Exercise objective: Reproduce every line in the material below that holds "output".
====== Provided entries ======
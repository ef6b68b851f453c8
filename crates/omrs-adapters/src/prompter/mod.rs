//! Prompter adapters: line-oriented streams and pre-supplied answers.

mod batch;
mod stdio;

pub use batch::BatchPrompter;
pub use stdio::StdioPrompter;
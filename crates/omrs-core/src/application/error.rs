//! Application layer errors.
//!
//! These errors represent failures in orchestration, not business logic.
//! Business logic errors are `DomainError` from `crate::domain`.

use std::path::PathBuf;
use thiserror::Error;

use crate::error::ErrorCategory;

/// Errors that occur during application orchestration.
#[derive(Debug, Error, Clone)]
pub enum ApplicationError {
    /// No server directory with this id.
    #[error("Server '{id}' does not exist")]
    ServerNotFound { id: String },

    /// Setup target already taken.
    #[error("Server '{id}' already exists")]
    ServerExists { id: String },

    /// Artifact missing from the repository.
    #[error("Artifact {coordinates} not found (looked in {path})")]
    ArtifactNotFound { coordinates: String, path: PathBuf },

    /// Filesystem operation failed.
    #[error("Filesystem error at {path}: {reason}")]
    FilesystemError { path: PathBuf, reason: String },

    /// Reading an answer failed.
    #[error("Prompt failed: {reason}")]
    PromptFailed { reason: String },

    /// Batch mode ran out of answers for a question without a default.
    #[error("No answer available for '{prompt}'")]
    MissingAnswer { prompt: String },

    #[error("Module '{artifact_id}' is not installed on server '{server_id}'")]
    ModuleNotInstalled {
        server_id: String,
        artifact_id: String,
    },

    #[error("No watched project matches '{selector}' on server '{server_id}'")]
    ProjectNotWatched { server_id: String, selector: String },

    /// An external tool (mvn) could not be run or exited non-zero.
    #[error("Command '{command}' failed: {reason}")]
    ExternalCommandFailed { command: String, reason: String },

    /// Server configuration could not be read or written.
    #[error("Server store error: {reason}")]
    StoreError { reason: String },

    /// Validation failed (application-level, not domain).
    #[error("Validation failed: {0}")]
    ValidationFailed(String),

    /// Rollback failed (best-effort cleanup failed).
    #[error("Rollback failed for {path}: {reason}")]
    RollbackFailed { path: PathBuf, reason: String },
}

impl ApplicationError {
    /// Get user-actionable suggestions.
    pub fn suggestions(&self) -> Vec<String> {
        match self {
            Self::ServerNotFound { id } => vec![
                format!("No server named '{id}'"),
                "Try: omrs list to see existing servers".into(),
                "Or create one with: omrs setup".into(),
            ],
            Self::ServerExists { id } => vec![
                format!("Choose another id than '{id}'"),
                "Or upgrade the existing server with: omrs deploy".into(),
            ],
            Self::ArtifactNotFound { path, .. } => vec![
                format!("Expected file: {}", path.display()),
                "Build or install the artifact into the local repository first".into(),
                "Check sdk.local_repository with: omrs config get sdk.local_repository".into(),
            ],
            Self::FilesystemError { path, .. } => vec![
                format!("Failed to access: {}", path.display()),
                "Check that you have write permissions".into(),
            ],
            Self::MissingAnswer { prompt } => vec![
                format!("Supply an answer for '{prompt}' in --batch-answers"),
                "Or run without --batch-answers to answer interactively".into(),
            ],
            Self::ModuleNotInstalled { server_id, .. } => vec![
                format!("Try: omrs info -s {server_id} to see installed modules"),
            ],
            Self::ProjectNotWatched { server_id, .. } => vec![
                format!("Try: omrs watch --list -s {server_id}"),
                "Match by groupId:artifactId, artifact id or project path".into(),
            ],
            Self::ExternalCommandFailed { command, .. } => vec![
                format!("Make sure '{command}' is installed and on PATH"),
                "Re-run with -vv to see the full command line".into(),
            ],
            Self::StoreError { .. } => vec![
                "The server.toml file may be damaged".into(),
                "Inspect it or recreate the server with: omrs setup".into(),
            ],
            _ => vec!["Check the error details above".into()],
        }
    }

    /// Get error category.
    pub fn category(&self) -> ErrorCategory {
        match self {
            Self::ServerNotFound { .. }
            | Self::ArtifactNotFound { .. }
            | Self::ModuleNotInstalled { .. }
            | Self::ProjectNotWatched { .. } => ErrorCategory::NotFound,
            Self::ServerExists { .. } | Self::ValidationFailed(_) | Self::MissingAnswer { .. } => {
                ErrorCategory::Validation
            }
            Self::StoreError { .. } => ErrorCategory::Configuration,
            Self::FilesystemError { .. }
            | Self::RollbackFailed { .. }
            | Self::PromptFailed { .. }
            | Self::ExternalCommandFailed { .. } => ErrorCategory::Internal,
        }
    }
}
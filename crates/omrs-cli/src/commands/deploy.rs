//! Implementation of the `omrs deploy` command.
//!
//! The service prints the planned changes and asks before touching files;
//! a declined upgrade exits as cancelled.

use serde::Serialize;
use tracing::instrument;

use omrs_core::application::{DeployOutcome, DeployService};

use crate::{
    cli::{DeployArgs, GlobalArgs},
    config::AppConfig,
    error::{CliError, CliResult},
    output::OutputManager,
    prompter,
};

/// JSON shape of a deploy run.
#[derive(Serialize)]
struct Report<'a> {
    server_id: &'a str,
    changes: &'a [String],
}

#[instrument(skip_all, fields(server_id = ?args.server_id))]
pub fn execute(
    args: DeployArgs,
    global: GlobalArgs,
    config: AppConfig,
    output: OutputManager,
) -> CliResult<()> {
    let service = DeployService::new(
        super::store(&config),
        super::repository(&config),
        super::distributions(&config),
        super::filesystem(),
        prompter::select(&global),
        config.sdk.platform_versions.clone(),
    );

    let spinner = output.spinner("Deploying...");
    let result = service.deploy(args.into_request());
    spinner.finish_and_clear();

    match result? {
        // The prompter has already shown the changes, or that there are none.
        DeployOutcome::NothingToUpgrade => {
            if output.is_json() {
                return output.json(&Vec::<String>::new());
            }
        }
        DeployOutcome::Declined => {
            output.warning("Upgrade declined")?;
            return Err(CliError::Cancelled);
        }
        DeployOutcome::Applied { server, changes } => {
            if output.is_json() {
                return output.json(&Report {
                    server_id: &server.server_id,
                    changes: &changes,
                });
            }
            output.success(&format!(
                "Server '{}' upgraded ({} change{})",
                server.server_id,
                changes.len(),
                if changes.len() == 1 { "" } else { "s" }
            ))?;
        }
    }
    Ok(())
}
======
Solution for this exercise:
    output::OutputManager,
    output: OutputManager,
    let spinner = output.spinner("Deploying...");
            if output.is_json() {
                return output.json(&Vec::<String>::new());
            output.warning("Upgrade declined")?;
            if output.is_json() {
                return output.json(&Report {
            output.success(&format!(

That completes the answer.